Data under study:
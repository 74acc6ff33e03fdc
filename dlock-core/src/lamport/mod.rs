//! Lamport's timestamp-ordered mutual exclusion.
//!
//! A node broadcasts a timestamped REQUEST and enters once every neighbour has
//! replied and its own request is at the front of its local queue. Requests
//! that arrive while the node is in its section are answered on exit.

mod k_entry;

use std::sync::Arc;

use tokio::sync::Mutex;
use tracing::{debug, instrument};

use crate::clock::LogicalClock;
use crate::config::NodeConfig;
use crate::message::decode_or_drop;
use crate::outbox::Outbox;
use crate::signal::EntrySignal;
use crate::{Algorithm, GroupId, Message, MessageKind, NodeId, Transport};

pub use k_entry::LamportKEntryNode;

/// One outstanding claim on the critical section.
#[derive(Debug, Clone, PartialEq, Eq)]
pub(crate) struct PendingRequest {
    pub(crate) requester: NodeId,
    pub(crate) group: GroupId,
    pub(crate) time: u64,
}

/// Requests ordered by `(time, requester)`. Equal keys stay in arrival order
/// and duplicates are kept.
#[derive(Debug, Default)]
pub(crate) struct RequestQueue {
    entries: Vec<PendingRequest>,
}

impl RequestQueue {
    pub(crate) fn insert(&mut self, request: PendingRequest) {
        let key = (request.time, request.requester);
        let at = self
            .entries
            .partition_point(|e| (e.time, e.requester) <= key);
        self.entries.insert(at, request);
    }

    /// Removes the first request issued by `requester`, if any.
    pub(crate) fn remove_first(&mut self, requester: NodeId) -> Option<PendingRequest> {
        let at = self.entries.iter().position(|e| e.requester == requester)?;
        Some(self.entries.remove(at))
    }

    pub(crate) fn front(&self) -> Option<&PendingRequest> {
        self.entries.first()
    }

    pub(crate) fn requesters(&self) -> Vec<NodeId> {
        self.entries.iter().map(|e| e.requester).collect()
    }
}

/// A REPLY held back until the local node leaves its section.
#[derive(Debug, Clone)]
pub(crate) struct DeferredReply {
    pub(crate) to: NodeId,
    pub(crate) reply: Message,
}

#[derive(Debug)]
struct LamportState {
    clock: LogicalClock,
    queue: RequestQueue,
    deferred: Vec<DeferredReply>,
    in_section: bool,
    replies: usize,
}

/// Single critical section over a fully connected set of neighbours.
pub struct LamportNode<T: Transport> {
    id: NodeId,
    outbox: Outbox<T>,
    state: Mutex<LamportState>,
    signal: EntrySignal,
}

impl<T: Transport> LamportNode<T> {
    pub fn new(config: NodeConfig<T::Addr>, transport: Arc<T>) -> Self {
        Self {
            id: config.id,
            outbox: Outbox::new(config.neighbours, transport),
            state: Mutex::new(LamportState {
                clock: LogicalClock::new(),
                queue: RequestQueue::default(),
                deferred: Vec::new(),
                in_section: false,
                replies: 0,
            }),
            signal: EntrySignal::new(),
        }
    }

    pub async fn clock(&self) -> u64 {
        self.state.lock().await.clock.time()
    }

    /// Requesters in local queue order.
    pub async fn pending_requests(&self) -> Vec<NodeId> {
        self.state.lock().await.queue.requesters()
    }

    pub async fn deferred_replies(&self) -> usize {
        self.state.lock().await.deferred.len()
    }

    #[instrument(skip_all, fields(node = %self.id, from = %msg.sender, kind = %msg.kind))]
    async fn handle(&self, msg: Message) {
        let mut state = self.state.lock().await;
        state.clock.observe(msg.time);

        match msg.kind {
            MessageKind::Request => {
                state.queue.insert(PendingRequest {
                    requester: msg.sender,
                    group: GroupId::UNTAGGED,
                    time: msg.time,
                });
                let reply = Message::reply(self.id, state.clock.time(), GroupId::UNTAGGED);
                if state.in_section {
                    debug!("deferring reply");
                    state.deferred.push(DeferredReply {
                        to: msg.sender,
                        reply,
                    });
                } else {
                    self.outbox.send_logged(msg.sender, reply).await;
                }
            }
            MessageKind::Reply => {
                state.replies += 1;
                debug!(replies = state.replies, "reply received");
                self.signal.notify();
            }
            MessageKind::Release => {
                if state.queue.remove_first(msg.sender).is_none() {
                    debug!("release without a pending request");
                }
                self.signal.notify();
            }
            MessageKind::Privilege => debug!("ignoring message"),
        }
    }
}

impl<T: Transport> Algorithm for LamportNode<T> {
    type Transport = T;

    fn id(&self) -> NodeId {
        self.id
    }

    fn transport(&self) -> &Arc<T> {
        self.outbox.transport()
    }

    async fn on_message(&self, payload: &[u8]) {
        if let Some(msg) = decode_or_drop(self.id, payload) {
            self.handle(msg).await;
        }
    }

    #[instrument(skip_all, fields(node = %self.id))]
    async fn request_entry(&self, _group: GroupId) {
        let mut state = self.state.lock().await;
        state.clock.tick();
        let time = state.clock.time();
        state.queue.insert(PendingRequest {
            requester: self.id,
            group: GroupId::UNTAGGED,
            time,
        });
        debug!(time, "requesting entry");
        self.outbox
            .broadcast(&Message::request(self.id, time, GroupId::UNTAGGED))
            .await;
    }

    #[instrument(skip_all, fields(node = %self.id))]
    async fn await_entry(&self) {
        let needed = self.outbox.neighbour_count();
        loop {
            {
                let mut state = self.state.lock().await;
                let at_front = state.queue.front().is_some_and(|r| r.requester == self.id);
                if state.replies == needed && at_front {
                    state.replies = 0;
                    debug!("entry granted");
                    return;
                }
            }
            self.signal.wait().await;
        }
    }

    async fn in_section(&self) -> bool {
        self.state.lock().await.in_section
    }

    async fn enter_section(&self) {
        let mut state = self.state.lock().await;
        state.clock.tick();
        state.in_section = true;
    }

    #[instrument(skip_all, fields(node = %self.id))]
    async fn leave_section(&self) {
        let mut state = self.state.lock().await;
        state.clock.tick();
        state.in_section = false;

        for DeferredReply { to, reply } in std::mem::take(&mut state.deferred) {
            self.outbox.send_logged(to, reply).await;
        }
        self.outbox
            .broadcast(&Message::release(self.id, state.clock.time()))
            .await;
        state.queue.remove_first(self.id);
        debug!("left section");
    }
}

Task directions:
If a line above includes the string "DeferredReply", pick it out.

Answer space:
pub(crate) struct DeferredReply {
    deferred: Vec<DeferredReply>,
                    state.deferred.push(DeferredReply {
        for DeferredReply { to, reply } in std::mem::take(&mut state.deferred) {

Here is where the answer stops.